DLK1-Notch signaling
DLK1-Notch signaling is involved in stem cell quiescence and regenerative capacity, both of which are vital for slowing age-related decline [145, 293]. Proper regulation of this pathway helps maintain the balance between self-renewal and differentiation, preventing premature stem cell exhaustion and tissue degeneration [293]. During adipocyte proliferation, the Hippo pathway directly intersects with the Notch signaling cascade via YAP/TAZ-mediated transcriptional regulation of DLK1, indicating a clear upstream influence of Hippo components on DLK1–Notch signaling activity [294]. Inhibition of YAP/TAZ function by LATS2 leads to reduced DLK1 transcription, subsequently blocking the inhibitory effects of DLK1 on adipogenesis [294]. This further suggests that the Hippo–YAP/TAZ regulatory axis may play an essential role in DLK1–Notch-dependent regulation of energy balance and metabolism; an area that requires further investigation in ecological contexts.

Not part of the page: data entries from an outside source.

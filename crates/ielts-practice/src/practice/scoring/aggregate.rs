use std::collections::HashMap;

use serde::{Deserialize, Serialize};

use super::super::domain::{
    Answer, AnswerId, GradingKey, GradingState, QuestionGroupId, QuestionId, ResolvedGroup,
    ResolvedQuestion, ResolvedSession, Section, SessionId,
};
use super::bands::{raw_score_to_band, round_to_half_band};
use super::comparator::compare_answers;
use super::config::{PendingWritingPolicy, ScoringConfig};

/// Band summary for one practice session.
#[derive(Debug, Clone, Default, PartialEq, Serialize, Deserialize)]
pub struct ScoreSummary {
    pub overall_band_score: f32,
    pub reading_band_score: f32,
    pub writing_band_score: f32,
    pub reading_correct: u32,
    pub reading_total: u32,
    pub writing_score: f32,
    /// Sum of the practiced writing questions' maximum scores. Fractional maximums carry through.
    pub writing_total: f32,
    pub total_questions: usize,
    /// Writing answers submitted but not yet graded.
    pub pending_grades: usize,
    /// Writing answers whose grading exhausted its retries.
    pub failed_grades: usize,
}

impl ScoreSummary {
    pub fn reading_practiced(&self) -> bool {
        self.reading_total > 0
    }

    pub fn writing_practiced(&self) -> bool {
        self.writing_total > 0.0
    }

    pub fn is_final(&self) -> bool {
        self.pending_grades == 0 && self.failed_grades == 0
    }
}

/// Structural data the aggregator needed but was not handed.
#[derive(Debug, Clone, PartialEq, thiserror::Error)]
pub enum MissingAssociation {
    #[error("question group {0} from the session snapshot was not resolved")]
    QuestionGroup(QuestionGroupId),
    #[error("answer {answer} belongs to session {found}, not {expected}")]
    ForeignAnswer {
        answer: AnswerId,
        expected: SessionId,
        found: SessionId,
    },
}

#[derive(Debug, Clone, PartialEq, thiserror::Error)]
pub enum ScoringError {
    #[error("cannot score session: {0}")]
    MissingAssociation(#[from] MissingAssociation),
}

/// Score a session with the default configuration.
pub fn calculate_session_results(session: &ResolvedSession) -> Result<ScoreSummary, ScoringError> {
    ScoringEngine::default().summarize(session)
}

/// Stateless aggregator applying a scoring configuration to resolved sessions.
#[derive(Debug, Clone, Default)]
pub struct ScoringEngine {
    config: ScoringConfig,
}

impl ScoringEngine {
    pub fn new(config: ScoringConfig) -> Self {
        Self { config }
    }

    pub fn config(&self) -> &ScoringConfig {
        &self.config
    }

    pub fn summarize(&self, resolved: &ResolvedSession) -> Result<ScoreSummary, ScoringError> {
        let answers = answers_by_question(resolved)?;
        let groups = snapshot_groups(resolved)?;

        let mut reading = ReadingTally::default();
        let mut writing = WritingTally::default();
        let mut total_questions = 0;

        for group in groups {
            total_questions += group.questions.len();
            match group.group.section {
                Section::Reading => {
                    for question in &group.questions {
                        let answer = answers.get(&question.question.id).copied();
                        reading.record(is_correct(question, answer, group));
                    }
                }
                Section::Writing => {
                    for question in &group.questions {
                        let answer = answers.get(&question.question.id).copied();
                        writing.record(question, answer, self.config.pending_writing);
                    }
                }
            }
        }

        let reading_band = raw_score_to_band(reading.correct, reading.total);
        let writing_band = writing.band();

        let practiced: Vec<f32> = [
            (reading.total > 0).then_some(reading_band),
            (writing.total > 0.0).then_some(writing_band),
        ]
        .into_iter()
        .flatten()
        .collect();

        let overall_band_score = if practiced.is_empty() {
            0.0
        } else {
            let mean = practiced.iter().sum::<f32>() / practiced.len() as f32;
            round_to_half_band(mean)
        };

        Ok(ScoreSummary {
            overall_band_score,
            reading_band_score: reading_band,
            writing_band_score: writing_band,
            reading_correct: reading.correct,
            reading_total: reading.total,
            writing_score: writing.achieved,
            writing_total: writing.total,
            total_questions,
            pending_grades: writing.pending,
            failed_grades: writing.failed,
        })
    }
}

/// Correctness of one objective question under its group's comparison rule.
pub(crate) fn is_correct(
    question: &ResolvedQuestion,
    answer: Option<&Answer>,
    group: &ResolvedGroup,
) -> bool {
    compare_answers(
        answer.map(|answer| answer.content.as_str()),
        question
            .grading_key
            .as_ref()
            .and_then(GradingKey::comparable_answer),
        &group.group.question_type,
    )
}

/// Index answers by question, keeping the latest submission when a question was answered twice.
pub(crate) fn answers_by_question(
    resolved: &ResolvedSession,
) -> Result<HashMap<&QuestionId, &Answer>, MissingAssociation> {
    let mut answers: HashMap<&QuestionId, &Answer> = HashMap::new();
    for answer in &resolved.answers {
        if answer.session != resolved.session.id {
            return Err(MissingAssociation::ForeignAnswer {
                answer: answer.id.clone(),
                expected: resolved.session.id.clone(),
                found: answer.session.clone(),
            });
        }

        answers
            .entry(&answer.question)
            .and_modify(|existing| {
                if answer.submitted_at >= existing.submitted_at {
                    *existing = answer;
                }
            })
            .or_insert(answer);
    }
    Ok(answers)
}

/// Groups in snapshot order. Groups resolved but absent from the snapshot are ignored.
pub(crate) fn snapshot_groups(
    resolved: &ResolvedSession,
) -> Result<Vec<&ResolvedGroup>, MissingAssociation> {
    let by_id: HashMap<&QuestionGroupId, &ResolvedGroup> = resolved
        .groups
        .iter()
        .map(|group| (&group.group.id, group))
        .collect();

    resolved
        .session
        .question_groups
        .iter()
        .map(|id| {
            by_id
                .get(id)
                .copied()
                .ok_or_else(|| MissingAssociation::QuestionGroup(id.clone()))
        })
        .collect()
}

#[derive(Default)]
struct ReadingTally {
    correct: u32,
    total: u32,
}

impl ReadingTally {
    fn record(&mut self, correct: bool) {
        self.total += 1;
        if correct {
            self.correct += 1;
        }
    }
}

#[derive(Default)]
struct WritingTally {
    achieved: f32,
    total: f32,
    counted: u32,
    pending: usize,
    failed: usize,
}

impl WritingTally {
    fn record(
        &mut self,
        question: &ResolvedQuestion,
        answer: Option<&Answer>,
        policy: PendingWritingPolicy,
    ) {
        let max_score = question.question.max_score();

        if let Some(score) = answer.and_then(|answer| answer.score) {
            self.count(clamp_score(score, max_score), max_score);
            return;
        }

        let awaiting = match answer.map(|answer| &answer.grading) {
            Some(GradingState::Failed { .. }) => {
                self.failed += 1;
                true
            }
            Some(_) => {
                self.pending += 1;
                true
            }
            None => false,
        };

        if awaiting && policy == PendingWritingPolicy::Exclude {
            return;
        }
        self.count(0.0, max_score);
    }

    fn count(&mut self, score: f32, max_score: f32) {
        self.achieved += score;
        self.total += max_score;
        self.counted += 1;
    }

    /// The grader's score is already a band, so one question's band is its score.
    fn band(&self) -> f32 {
        if self.counted == 0 {
            0.0
        } else {
            self.achieved / self.counted as f32
        }
    }
}

fn clamp_score(score: f32, max_score: f32) -> f32 {
    if score.is_finite() {
        score.clamp(0.0, max_score)
    } else {
        0.0
    }
}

Examples of Hippo pathway interactions with other mechanisms influencing aging
DNA methylation
DNA methylation is a key epigenetic mechanism that regulates gene expression and genome stability, and its role in aging is highly context-dependent, even though aging is characterized by a global decrease in methylation alongside site-specific increases at particular genomic loci [295, 296]. Age-related changes in DNA methylation can reflect both protective adaptations and harmful deregulation [297, 298]. While hypermethylation of tumor suppressor genes or hypomethylation of repetitive elements can accelerate genomic instability and aging, targeted methylation changes are also involved in longevity-associated gene regulation [297]. DNA methylation patterns form the basis of epigenetic clocks, which closely track biological aging [299]. Components of the Hippo pathway, particularly YAP/TAZ, are known to influence DNA methyltransferase activity and chromatin accessibility, thereby shaping the epigenetic landscape in a way that can impact both development and aging trajectories. For instance, some key players in the DNA methylation process, namely DNMT1, TET1, and EZH2, are known to be direct targets or interacting partners of the Hippo–YAP/TAZ pathway [300,301,302], while DNMT1 and EZH2 can also act directly upstream of YAP/TAZ signaling [303,304,305]. Interestingly, these same DNA methylation factors have also been implicated in regulating the onset of sexual maturation [306, 307] and longevity [308]. These complex, reciprocal regulatory connections offer a myriad of possibilities across biological processes involving both DNA methylation and the Hippo pathway.
RNA methylation
RNA methylation, particularly N6-methyladenosine (m6 A) modification, is a rapidly emerging regulator of gene expression, RNA stability, and translation efficiency, all of which have context-dependent impacts on aging [309, 310]. Depending on the cellular environment and which m6 A writers (e.g., METTL3), erasers (e.g., FTO), or readers (e.g., YTHDF proteins) are active, m6 A can either promote longevity by enhancing stress responses and repair mechanisms or accelerate aging through increased inflammation and impaired differentiation [309, 310]. Importantly, recent evidence suggests that m6 A methylation is responsive to numerous environmental cues, including nutrient levels, oxidative stress, and temperature fluctuations, positioning it as a molecular sensor linking environmental conditions to gene regulation [311]. The Hippo pathway intersects with this process, as YAP/TAZ activity can be directly influenced by m6 A methylation process (e.g. via FTO and METTL3) [312, 313], establishing important connections that can integrate the Hippo pathway to environmental sensing and aging through epitranscriptomic.
MicroRNAs
MicroRNAs (miRNAs) fine-tune gene expression post-transcriptionally and play complex roles in aging, acting as either accelerators or suppressors, depending on the specific miRNA, tissue context, and target pathways [314, 315]. For instance, some miRNAs promote senescence, inflammation, or DNA damage, while others support stem cell maintenance, stress resistance, and metabolic balance, contributing to extended healthspan [314, 315]. The Hippo pathway is both a target and regulator of miRNAs: YAP/TAZ are directly repressed by several aging-associated miRNAs [316,317,318], while YAP itself can regulate miRNA processing enzymes like Dicer and Drosha [85, 316], establishing a feedback loop that links Hippo signaling to the miRNA network in aging. Moreover, it is interesting to note that the Hippo pathway can also act directly as an upstream regulator of specific microRNAs, such as miR- 29 and let- 7 [85, 319], which are well known for their roles in aging processes and the modulation of longevity [320, 321] as well as pubertal timing [86, 322].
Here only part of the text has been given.